17 July 2019
There are no standard guidelines for mammographic screening for men who have no symptoms (such as a lump), even if they are considered to be at high risk for developing breast cancer. A study recently published in Breast Cancer Research and Treatment* evaluated the performance of screening mammography in asymptomatic high risk men.
The researchers reviewed a prospective institutional database at the Memorial Sloan Kettering Cancer Center, evaluating cases from 2011 – 2018. 827 men underwent mammography during that time period, but 80% were excluded from evaluation for this study as they underwent imaging due to the presence of a mass or other symptoms. Data from 163 asymptomatic patients, considered high risk due to a family and/ or personal history of breast cancer or the presence of a deleterious genetic mutation, was analyzed.
Of the 163 men, 77% had personal history of breast cancer and 44% had a family history of breast cancer. 15% had deleterious BRCA mutations. Most of the genetic mutations (83%) were in the BRCA2 gene, as expected.
Over the 7-year time period, 806 screening mammography examinations were performed. The majority (792 studies, 98%) were BIRADS 1 or 2, indicating a normal study or benign findings. 10 (1.2%) were BIRADS 3 indicating a “probably benign” finding. Upon follow up, all of these patients were considered to have benign findings. 4 men had BIRADS 4 or 5 findings indicating suspicious or highly suspicious findings for which biopsy was recommended, and all were diagnosed with invasive ductal breast cancer.

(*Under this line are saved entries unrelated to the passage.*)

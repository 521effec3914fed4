use anyhow::Context;
use clap::{Parser, ValueEnum};
use serde::Deserialize;
use std::fs;
use std::io::Read;
use std::path::{Path, PathBuf};
use tracing::{debug, info, warn};
use tracing_subscriber::EnvFilter;

use eli5y_highlight::{DialectKind, Highlighter, RenderConfig, RenderedView};
use eli5y_protocol::{encode_snapshot, GroupIndex, Selection, TokenIndex, ViewMode};
use eli5y_state::{Action, AppState, StateConfig};

#[derive(Parser)]
#[command(author, version, about = "Renders a parsed formula payload as annotated markup")]
struct Cli {
    /// Parse payload JSON. Reads stdin when omitted.
    #[arg(short, long, value_name = "FILE")]
    input: Option<PathBuf>,

    #[arg(short, long, default_value = "macro")]
    mode: ViewMode,

    /// Token index in micro mode, group index otherwise.
    #[arg(short, long, value_name = "N")]
    select: Option<u32>,

    /// Overrides the dialect from the config file.
    #[arg(short, long)]
    dialect: Option<Dialect>,

    /// TOML file with optional [render] and [state] tables.
    #[arg(short, long, value_name = "FILE")]
    config: Option<PathBuf>,

    /// Also write an rkyv snapshot of the ingested formula.
    #[arg(long, value_name = "FILE")]
    snapshot: Option<PathBuf>,

    /// Print the whole rendered view as JSON.
    #[arg(long)]
    json: bool,

    #[arg(short, long, action = clap::ArgAction::Count)]
    verbose: u8,
}

#[derive(Clone, Copy, ValueEnum)]
enum Dialect {
    Latex,
    Html,
}

impl From<Dialect> for DialectKind {
    fn from(dialect: Dialect) -> Self {
        match dialect {
            Dialect::Latex => DialectKind::Latex,
            Dialect::Html => DialectKind::Html,
        }
    }
}

#[derive(Debug, Default, PartialEq, Deserialize)]
#[serde(default, deny_unknown_fields)]
struct ToolConfig {
    render: RenderConfig,
    state: StateConfig,
}

impl ToolConfig {
    fn load(path: &Path) -> anyhow::Result<Self> {
        let text = fs::read_to_string(path).with_context(|| format!("reading config {path:?}"))?;
        let config: ToolConfig =
            toml::from_str(&text).with_context(|| format!("parsing config {path:?}"))?;
        config.render.validate()?;
        Ok(config)
    }
}

fn log_level(verbose: u8) -> &'static str {
    match verbose {
        0 => "warn",
        1 => "info",
        2 => "debug",
        _ => "trace",
    }
}

fn main() -> anyhow::Result<()> {
    let cli = Cli::parse();

    // RUST_LOG wins over -v
    let filter = EnvFilter::try_from_default_env()
        .unwrap_or_else(|_| EnvFilter::new(log_level(cli.verbose)));
    tracing_subscriber::fmt()
        .with_env_filter(filter)
        .with_target(false)
        .with_writer(std::io::stderr)
        .init();

    let mut config = match &cli.config {
        Some(path) => ToolConfig::load(path)?,
        None => ToolConfig::default(),
    };
    if let Some(dialect) = cli.dialect {
        config.render.dialect = dialect.into();
    }
    debug!(?config, "configuration loaded");

    let payload = read_input(cli.input.as_deref())?;
    let formula = eli5y_ingest::from_json(&payload).context("ingesting payload")?;
    info!(
        id = %formula.id,
        groups = formula.groups.len(),
        tokens = formula.tokens.len(),
        "formula ingested"
    );

    if let Some(path) = &cli.snapshot {
        let bytes = encode_snapshot(&formula)?;
        fs::write(path, &bytes).with_context(|| format!("writing snapshot {path:?}"))?;
        info!(bytes = bytes.len(), "snapshot written to {path:?}");
    }

    let mut state = AppState::new(config.state);
    state.apply(Action::Captured(formula));
    state.apply(Action::SetMode(cli.mode));
    if let Some(index) = cli.select {
        state.apply(select_action(cli.mode, index));
        if state.selection() == Selection::None {
            warn!(index, mode = cli.mode.as_str(), "selection out of range, rendering without one");
        }
    }

    let highlighter = Highlighter::new(config.render);
    let Some(view) = state.view() else {
        // Only reachable with history_cap = 0
        anyhow::bail!("nothing to render: history keeps no formulas");
    };
    let rendered = highlighter.render(view.formula, view.mode, view.selection);

    if cli.json {
        println!("{}", serde_json::to_string_pretty(&rendered)?);
    } else {
        print!("{}", plain_report(&rendered));
    }
    Ok(())
}

fn read_input(path: Option<&Path>) -> anyhow::Result<String> {
    match path {
        Some(path) => fs::read_to_string(path).with_context(|| format!("reading payload {path:?}")),
        None => {
            let mut text = String::new();
            std::io::stdin().read_to_string(&mut text).context("reading payload from stdin")?;
            Ok(text)
        }
    }
}

fn select_action(mode: ViewMode, index: u32) -> Action {
    match mode {
        ViewMode::Micro => Action::SelectToken(TokenIndex(index)),
        ViewMode::Macro | ViewMode::Custom => Action::SelectGroup(GroupIndex(index)),
    }
}

/// Markup on the first line, then one line per narrative run with its color.
fn plain_report(view: &RenderedView) -> String {
    let mut out = format!("{}\n", view.markup);
    for segment in &view.segments {
        match segment.color {
            Some(color) => out.push_str(&format!("{color} {:?}\n", segment.text)),
            None => out.push_str(&format!("------- {:?}\n", segment.text)),
        }
    }
    out
}
use rkyv::{Archive, Deserialize, Serialize};

#[cfg(feature = "serde")]
use serde::{Deserialize as SerdeDeserialize, Serialize as SerdeSerialize};

use core::fmt;

macro_rules! define_index {
    ($name:ident, $doc:expr) => {
        #[doc = $doc]
        #[derive(
            Debug,
            Clone,
            Copy,
            PartialEq,
            Eq,
            Hash,
            PartialOrd,
            Ord,
            Archive,
            Serialize,
            Deserialize,
        )]
        #[cfg_attr(feature = "serde", derive(SerdeDeserialize, SerdeSerialize))]
        #[cfg_attr(feature = "serde", serde(transparent))]
        #[archive(check_bytes)]
        #[repr(transparent)] // Same layout as u32
        pub struct $name(pub u32);

        impl $name {
            pub const fn new(index: u32) -> Self {
                Self(index)
            }

            /// Position in the owning formula's list.
            pub const fn get(self) -> usize {
                self.0 as usize
            }
        }

        impl From<u32> for $name {
            fn from(index: u32) -> Self {
                Self(index)
            }
        }

        impl From<$name> for u32 {
            fn from(index: $name) -> u32 {
                index.0
            }
        }
    };
}

define_index!(TokenIndex, "Index of a micro token within a formula.");
define_index!(GroupIndex, "Index of a macro group within a formula.");

/// Opaque formula identifier (a UUID string minted at the ingest boundary).
#[derive(Debug, Clone, PartialEq, Eq, Hash, PartialOrd, Ord, Archive, Serialize, Deserialize)]
#[cfg_attr(feature = "serde", derive(SerdeDeserialize, SerdeSerialize))]
#[cfg_attr(feature = "serde", serde(transparent))]
#[archive(check_bytes)]
pub struct FormulaId(pub String);

impl FormulaId {
    pub fn new(id: impl Into<String>) -> Self {
        Self(id.into())
    }

    pub fn as_str(&self) -> &str {
        &self.0
    }
}

impl fmt::Display for FormulaId {
    fn fmt(&self, f: &mut fmt::Formatter<'_>) -> fmt::Result {
        f.write_str(&self.0)
    }
}

impl From<&str> for FormulaId {
    fn from(id: &str) -> Self {
        Self(id.to_string())
    }
}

Breast cancers in men are often diagnosed at more advanced stages than in women, and as a result, outcomes may be poorer. The authors noted that while mammographic screening has not been shown to reduce breast cancer mortality rates (the reason screening is performed) in men, the detection rate in this high-risk population (4.96 per 1000 examinations) is comparable to the breast cancer detection rate from screening mammography in average risk women. There were no false-positive (“false alarm”) biopsies in this group. The authors acknowledged one of the primary limitations of their study, the relatively small number of patients, and called for larger studies to confirm their findings. They concluded that their study “suggests that screening mammography should be performed in men at increased risk for breast cancer.”